いわき民報に記事が載った=写真。「ガスや電気がない中で、さまざまな状態の遺体を一刻も早くきれいにして遺族の元に返すため、必死に被災者と向き合った」
現刑事官の話に触発されたものがある。一つは、石井光太著『遺体―震災、津波の果てに』(新潮社、2011年)。医師や歯科医師らにインタビューをして、岩手県釜石市の遺体安置所をめぐる約3週間の出来事を描いた。
「遺体はどれも濡れていたり、湿っていたりしており、艶を失った髪がべっとりと白い皮膚に貼りついている。/しゃがんで顔をのぞき込んでみると、多くの遺体の口や鼻に黒い泥がつまっていた。目蓋の隙間に砂がこびりついていることもある」(釜石市医師会長)
もう一つは、元いわき市歯科医師会長中里迪彦さんからいただいた、『2011年3月11日~5月5日
いわき市の被災状況と歯科医療活動記録』(2012年)のコピーだ。
中里さんは平成27(2015)年5月、いわき市文化センターで開かれたミニミニリレー講演会でも「東日本大震災、福島第一原発事故に被災したいわきの現実―地震・津波・原発事故・風評被害の中で」と題して話している。拙ブログから内容を振り返る。
――いわきの歯科医師会は震災直後の3月15日から4月3日まで、水道が復旧した市総合保健福祉センターで救急歯科診療を続けた。
警察の要請で身元不明遺体の歯の状況を記録し、他県(富山・岐阜・和歌山・大阪)チームによる避難所での巡回診療にも協力した。

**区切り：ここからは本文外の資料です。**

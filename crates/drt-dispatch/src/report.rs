//! Per-cycle dispatch outcome.

use std::fmt;

use drt_core::{ChargerId, RequestId, SimTime, VehicleId};
use drt_demand::CancelReason;

/// Why a vehicle could not take a request.
#[derive(Clone, Debug, PartialEq)]
pub enum RejectionReason {
    /// The vehicle's schedule has no idle time left before its horizon end.
    Unavailable,
    /// No path to the origin or from origin to destination.
    NoPath,
    /// The vehicle would reach the origin after the window closes.
    OutsideWindow { arrival: SimTime, latest: SimTime },
    /// The dropoff would end after the vehicle's horizon.
    BeyondHorizon { dropoff_end: SimTime, horizon_end: SimTime },
    NoSeats,
    /// The battery would run empty somewhere in the resulting schedule.
    EnergyInfeasible { min_soc_kwh: f64 },
}

impl fmt::Display for RejectionReason {
    fn fmt(&self, f: &mut fmt::Formatter<'_>) -> fmt::Result {
        match self {
            RejectionReason::Unavailable => f.write_str("no idle time left"),
            RejectionReason::NoPath => f.write_str("no path"),
            RejectionReason::OutsideWindow { arrival, latest } => {
                write!(f, "arrives at {arrival}, window closes at {latest}")
            }
            RejectionReason::BeyondHorizon { dropoff_end, horizon_end } => {
                write!(f, "dropoff ends at {dropoff_end}, vehicle stops at {horizon_end}")
            }
            RejectionReason::NoSeats => f.write_str("no seats"),
            RejectionReason::EnergyInfeasible { min_soc_kwh } => {
                write!(f, "battery would reach {min_soc_kwh:.2} kWh")
            }
        }
    }
}

/// One vehicle turning down one request.
#[derive(Clone, Debug, PartialEq)]
pub struct Rejection {
    pub vehicle: VehicleId,
    pub reason: RejectionReason,
}

/// A request that stays `Unplanned` after a cycle, with every candidate's
/// reason.  An empty `rejections` list means the policy offered no
/// candidates at all.
#[derive(Clone, Debug, PartialEq)]
pub struct InfeasibleRequest {
    pub request: RequestId,
    pub rejections: Vec<Rejection>,
}

/// A request committed to a vehicle.
#[derive(Copy, Clone, Debug, PartialEq)]
pub struct Assignment {
    pub request: RequestId,
    pub vehicle: VehicleId,
    pub pickup_at: SimTime,
    pub dropoff_at: SimTime,
    pub cost: f64,
}

/// A charging session planned for an idle electric vehicle.
#[derive(Copy, Clone, Debug, PartialEq)]
pub struct ChargingAssignment {
    pub vehicle: VehicleId,
    pub charger: ChargerId,
    pub begin: SimTime,
    pub end: SimTime,
    pub energy_kwh: f64,
}

#[derive(Clone, Debug, Default, PartialEq)]
pub struct DispatchReport {
    pub now: SimTime,
    /// Assignments in commit order (request submission order).
    pub planned: Vec<Assignment>,
    pub unplanned: Vec<InfeasibleRequest>,
    pub cancelled: Vec<(RequestId, CancelReason)>,
    pub charging: Vec<ChargingAssignment>,
}

impl DispatchReport {
    pub fn new(now: SimTime) -> Self {
        Self { now, ..Default::default() }
    }

    pub fn is_empty(&self) -> bool {
        self.planned.is_empty()
            && self.unplanned.is_empty()
            && self.cancelled.is_empty()
            && self.charging.is_empty()
    }

    /// Fold another report into this one, e.g. to total a whole run.
    pub fn absorb(&mut self, other: DispatchReport) {
        self.now = self.now.max(other.now);
        self.planned.extend(other.planned);
        self.unplanned.extend(other.unplanned);
        self.cancelled.extend(other.cancelled);
        self.charging.extend(other.charging);
    }
}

歯科医師会が遺体の歯の調査にかかわったと知ったのは、中里さんと街でバッタリ会ったとき。3・11の話になって、歯科医師会の活動を教えられた。「メディアは報じてなかったですね」「そうなんです」
講演前に中里さんから資料をいただき、後日、自宅を訪れて別の資料もちょうだいした。
「中里レポート」は警察からの要請と数字だけを淡々と記す。「3月18日。平にある市民プールの管理棟に設置された遺体安置所で遺体の身元確認作業に協力。身元不明の遺体29体。歯科医12人が参加した」。遺体確認に関する最初の記述だ。
3月29日以降は、いわき東署からの依頼が続く。巡視船が海上で遺体を収容した、という記述もあった――。
警察・消防・医師・歯科医師だけではない。自衛隊も最前線にいた。原発事故のあと、といっても少し落ち着いてからだが、早朝6時の散歩を再開した。夏井川の堤防へ出るには国道6号を渡らないといけない。信号待ちをしていると、原発事故の収束、大地震・大津波による災害支援、行方不明者捜索などのために、自衛隊の車両が何台も北へ向かっていた。3・11がめぐってきて、そんなことも思い出した。